NX_README
developer-guide:
https://docs.nvidia.com/deeplearning/tensorrt/developer-guide/index.html
套件包含清单
NVIDIA Jetson Xavier NX模块及载板
19v电源适配器
802.11无线网卡及蓝牙模块(安装在载板下方)
说明书
需要准备
sd卡(大于16G,建议64G以上的告诉内存卡)
支持DP或HDMI接口的显示屏
USB键鼠
①:下载SD卡镜像
https://developer.nvidia.com/jetson-nx-developer-kit-sd-card-image
②:下载烧录软件
http://file.ncnynl.com/rpi/Win32DiskImager-0.9.5-install.exe
烧录到sd卡上
③:烧录好的SD卡插入NX的卡槽,然后开机测试
我的NX开发板的刷机版本为Jetpack4.4.0
1、驱动版本:head -n 1 /etc/nv_tegra_release
# R32 (release), REVISION: 4.2, GCID: 20074772, BOARD: t186ref, EABI: aarch64, DATE: Thu Apr 9 01:26:40 UTC 2020
2、内核版本:uname -r
4.9.140-tegra
3、操作系统:lsb_release -i -r
Distributor ID: Ubuntu
Release: 18.04
4、CUDA版本:nvcc -V
nvcc: NVIDIA (R) Cuda compiler driver
Copyright (c) 2005-2019 NVIDIA Corporation
Built on Wed_Oct_23_21:14:42_PDT_2019
Cuda compilation tools, release 10.2, V10.2.89
5、cuDNN版本:dpkg -l libcudnn8
Desired=Unknown/Install/Remove/Purge/Hold
| Status=Not/Inst/Conf-files/Unpacked/halF-conf/Half-inst/trig-aWait/Trig-pend
|/ Err?=(none)/Reinst-required (Status,Err: uppercase=bad)
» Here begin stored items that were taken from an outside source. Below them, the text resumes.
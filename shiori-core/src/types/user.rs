//! Reader accounts, used to scope persistent-store reads

use chrono::NaiveDateTime;
use serde::{Deserialize, Serialize};
use uuid::Uuid;

/// Reader role
#[derive(Debug, Clone, Copy, PartialEq, Eq, Serialize, Deserialize)]
#[serde(rename_all = "lowercase")]
pub enum Role {
    Admin,
    Regular,
}

impl Role {
    /// Numeric form used by the persistent store
    pub fn as_i64(self) -> i64 {
        match self {
            Role::Admin => 0,
            Role::Regular => 1,
        }
    }

    /// Parse the persistent store's numeric form, unknown values are regular
    pub fn from_i64(value: i64) -> Self {
        match value {
            0 => Role::Admin,
            _ => Role::Regular,
        }
    }
}

/// A reader whose library is tracked
#[derive(Debug, Clone, Serialize, Deserialize, PartialEq)]
pub struct User {
    #[serde(default)]
    pub uuid: Option<Uuid>,

    pub firstname: String,

    pub lastname: String,

    #[serde(default = "default_role")]
    pub role: Role,

    #[serde(default)]
    pub created: Option<NaiveDateTime>,

    #[serde(default)]
    pub updated: Option<NaiveDateTime>,
}

fn default_role() -> Role {
    Role::Regular
}

impl User {
    pub fn new(firstname: impl Into<String>, lastname: impl Into<String>) -> Self {
        Self {
            uuid: None,
            firstname: firstname.into(),
            lastname: lastname.into(),
            role: Role::Regular,
            created: None,
            updated: None,
        }
    }

    /// Stable identifier string: the uuid, or `lastname_firstname` until
    /// the store has assigned one
    pub fn identity(&self) -> String {
        match self.uuid {
            Some(uuid) => uuid.to_string(),
            None => format!("{}_{}", self.lastname, self.firstname),
        }
    }
}
//! Shiori Core Library
//!
//! This crate provides the update-detection and reconciliation engine for
//! the shiori reading tracker: per-source chapter listings are normalized
//! and folded into one canonical availability index, a reader's progress is
//! compared against that index, and the file-resident library is three-way
//! merged against the database-resident one.

pub mod detect;
pub mod error;
pub mod index;
pub mod library;
pub mod reconcile;
pub mod source;
pub mod store;
pub mod types;

pub use detect::{detect_updates, detect_updates_batch};
pub use error::{
    LibraryError, ReconcileError, Result, ShioriError, SourceError, StoreError,
};
pub use index::{build_index, BuildMode, DynSource};
pub use library::Library;
pub use reconcile::{reconcile, ReconcileOutcome};
pub use source::{normalize, Candidate, FieldValue, RawListing, RawRecord, Source};
pub use store::{add_for_user, AddOutcome, MangaFilter, StoreClient};
pub use types::{ChapterIndex, IndexEntry, Manga, Role, User};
||/ Name Version Architecture Description
+++-==================-==============-==============-=========================================
ii libcudnn8 8.0.0.145-1+cu arm64 cuDNN runtime libraries
6、opencv版本:dpkg -l libopencv
Desired=Unknown/Install/Remove/Purge/Hold
| Status=Not/Inst/Conf-files/Unpacked/halF-conf/Half-inst/trig-aWait/Trig-pend
|/ Err?=(none)/Reinst-required (Status,Err: uppercase=bad)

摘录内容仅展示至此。